1 Timothy 4:13 – “Until I come, give your attention to public reading, exhortation, and teaching.”

Are You A Patient Person?

I will be honest. I am not. In fact, as God graciously and perfectly conforms me more into the image of Jesus, I am learning that impatience is probably my greatest weakness. I am not happy about this. Patience is required for godly leadership. “The Lord’s bond-servant” says Paul, “must not be quarrelsome, but be kind to all, able to teach, patient when wronged” (2 Timothy 2:24). Those who preach God’s Word are to do “with great patience” (2 Timothy 4:2). Not surprisingly, this impatience leads to misunderstanding and confusion and frustration not only in my own life but in my family and ministry.

Ecclesiastes 3:1-8 rebukes my impatience:

There is a time for everything,
    and a season for every activity under the heavens:

    a time to be born and a time to die,
    a time to plant and a time to uproot,
    a time to kill and a time to heal,
    a time to tear down and a time to build,
    a time to weep and a time to laugh,
    a time to mourn and a time to dance,
    a time to scatter stones and a time to gather them,
    a time to embrace and a time to refrain from embracing,
    a time to search and a time to give up,
    a time to keep and a time to throw away,
    a time to tear and a time to mend,
    a time to be silent and a time to speak,
    a time to love and a time to hate,
    a time for war and a time for peace.

 

In this familiar passage, Solomon talks about times and seasons. He begins by stating a thesis, “There is a time for everything, and a season for every activity under the heavens” (v. 1). He then proceeded to illustrate it and prove it to be true (verses 2-8). Clearly, God has a fitting time for each thing to be done. Timing is critical in everything. Timing is something that has to be God-directed. This is why I am more and more convinced that one of Satan’s greatest ploys is to rush us. Noise and haste are usually of the devil.
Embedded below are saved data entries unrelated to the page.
impl Relation for Intersection {
    fn scheme(&self) -> &Arc<Scheme> {
        &self.scheme
    }

    fn as_any(&self) -> &dyn Any {
        self
    }

    fn rows(&self) -> RowIter<'_> {
        match (collect_rows(self.left.as_ref()), collect_rows(self.right.as_ref())) {
            (Ok(l), Ok(r)) => Box::new(l.into_iter().filter(move |row| r.contains(row)).map(Ok)),
            (Err(e), _) | (_, Err(e)) => Box::new(std::iter::once(Err(e))),
        }
    }
}

// ------------------------------------------------------------- difference ---

pub struct Difference {
    scheme: Arc<Scheme>,
    left: RelationRef,
    right: RelationRef,
}

impl Difference {
    pub fn new(left: RelationRef, right: RelationRef) -> Result<Self> {
        require_same_scheme(left.scheme(), right.scheme())?;
        let scheme = left.scheme().clone();
        Ok(Difference { scheme, left, right })
    }

    pub fn left(&self) -> &RelationRef {
        &self.left
    }

    pub fn right(&self) -> &RelationRef {
        &self.right
    }
}

impl Relation for Difference {
    fn scheme(&self) -> &Arc<Scheme> {
        &self.scheme
    }

    fn as_any(&self) -> &dyn Any {
        self
    }

    fn rows(&self) -> RowIter<'_> {
        match (collect_rows(self.left.as_ref()), collect_rows(self.right.as_ref())) {
            (Ok(l), Ok(r)) => Box::new(l.into_iter().filter(move |row| !r.contains(row)).map(Ok)),
            (Err(e), _) | (_, Err(e)) => Box::new(std::iter::once(Err(e))),
        }
    }
}

// ---------------------------------------------------------------- project ---

pub struct Project {
    scheme: Arc<Scheme>,
    operand: RelationRef,
}

impl Project {
    pub fn new(operand: RelationRef, scheme: Arc<Scheme>) -> Result<Self> {
        if !scheme.is_subset_of(operand.scheme()) {
            return Err(Error::scheme_violation("projection scheme must be a subset of the operand scheme"));
        }
        Ok(Project { scheme, operand })
    }

    pub fn operand(&self) -> &RelationRef {
        &self.operand
    }

    pub fn projected_scheme(&self) -> &Arc<Scheme> {
        &self.scheme
    }
}

impl Relation for Project {
    fn scheme(&self) -> &Arc<Scheme> {
        &self.scheme
    }

    fn as_any(&self) -> &dyn Any {
        self
    }

    fn rows(&self) -> RowIter<'_> {
        let scheme = self.scheme.clone();
        let mut projected = HashSet::new();
        for row in self.operand.rows() {
            match row {
                Ok(row) => {
                    projected.insert(row.project(&scheme));
                }
                Err(e) => return Box::new(std::iter::once(Err(e))),
            }
        }
        Box::new(projected.into_iter().map(Ok))
    }
}

// ----------------------------------------------------------------- select ---

pub struct Select {
    operand: RelationRef,
    expr: Expr,
}

impl Select {
    pub fn new(operand: RelationRef, expr: Expr) -> Self {
        Select { operand, expr }
    }

    pub fn expr(&self) -> &Expr {
        &self.expr
    }

    pub fn operand(&self) -> &RelationRef {
        &self.operand
    }
}

impl Relation for Select {
    fn scheme(&self) -> &Arc<Scheme> {
        self.operand.scheme()
    }

    fn as_any(&self) -> &dyn Any {
        self
    }

    fn rows(&self) -> RowIter<'_> {
        if let Some(stored) = self.operand.as_any().downcast_ref::<crate::relation::StoredRelation>() {
            if let Some(pushed) = stored.adapter().select_native(&self.expr) {
                return pushed;
            }
        }
        let expr = self.expr.clone();
        Box::new(self.operand.rows().filter(move |row| match row {
            Ok(row) => expr.matches(row),
            Err(_) => true,
        }))
    }
}

// ----------------------------------------------------------------- rename ---

pub struct Rename {
    scheme: Arc<Scheme>,
    operand: RelationRef,
    /// output attribute -> source attribute (identity for unrenamed ones).
    sources: HashMap<Attribute, Attribute>,
}

impl Rename {
    pub fn new(operand: RelationRef, renames: Vec<(Attribute, Attribute)>) -> Result<Self> {
        let operand_scheme = operand.scheme();
        let mut sources: HashMap<Attribute, Attribute> =
            operand_scheme.iter().map(|a| (a.clone(), a.clone())).collect();

        for (from, _to) in &renames {
            if !operand_scheme.contains(from) {
                return Err(Error::scheme_violation("rename source attribute not in scheme"));
            }
            sources.remove(from);
        }
        for (from, to) in &renames {
            if sources.insert(to.clone(), from.clone()).is_some() {
                return Err(Error::scheme_violation("rename creates a colliding attribute"));
            }
        }

        let scheme = Arc::new(Scheme::new(sources.keys().cloned()));
        Ok(Rename { scheme, operand, sources })
    }

    pub fn operand(&self) -> &RelationRef {
        &self.operand
    }

    /// Renames a single row the same way this node renames its operand's
    /// rows. Used by the differentiator to rename `dR` without
    /// re-deriving the whole relation (spec.md §4.4 `d(rename) = rename of
    /// dR`).
    pub fn rename_row(&self, row: &Row) -> Result<Row> {
        let values = self
            .scheme
            .iter()
            .map(|attr| row.get(self.sources.get(attr).unwrap_or(attr)))
            .collect();
        Row::new(self.scheme.clone(), values)
    }
}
Added to this are a few more very fitting verses on waiting:

  • Psalm 25:21: “Let integrity and uprightness preserve me, For I wait for You.”
  • Psalm 37:7: “Rest in the Lord and wait patiently for Him…”
  • Psalm 27:14: “Wait for the Lord; Be strong and let your heart take courage; Yes, wait for the Lord.”

God’s Word to you and me over and over is to wait on the Lord!

The supreme example of this is our Lord and Savior Jesus Christ who saw and understood his entire life was on God’s sovereign schedule (see John 12:23, 27; 17:1). There was no noise or haste in his life. He did not succumb to Satan’s ruse to rush him (see Matthew 4 and the wilderness temptation). Jesus perfect patience rebukes my impatience.

So here I am rebuked – graciously, lovingly, opportunely – rebuked. How about you? God’s timing is nothing like ours. W must learn to be still and quiet and to wait on him through prayer and study of God’s Word. This is not wasted time. There is no better way to determine God’s timing and grow in the perfect patience of our Lord and Savior Jesus Christ.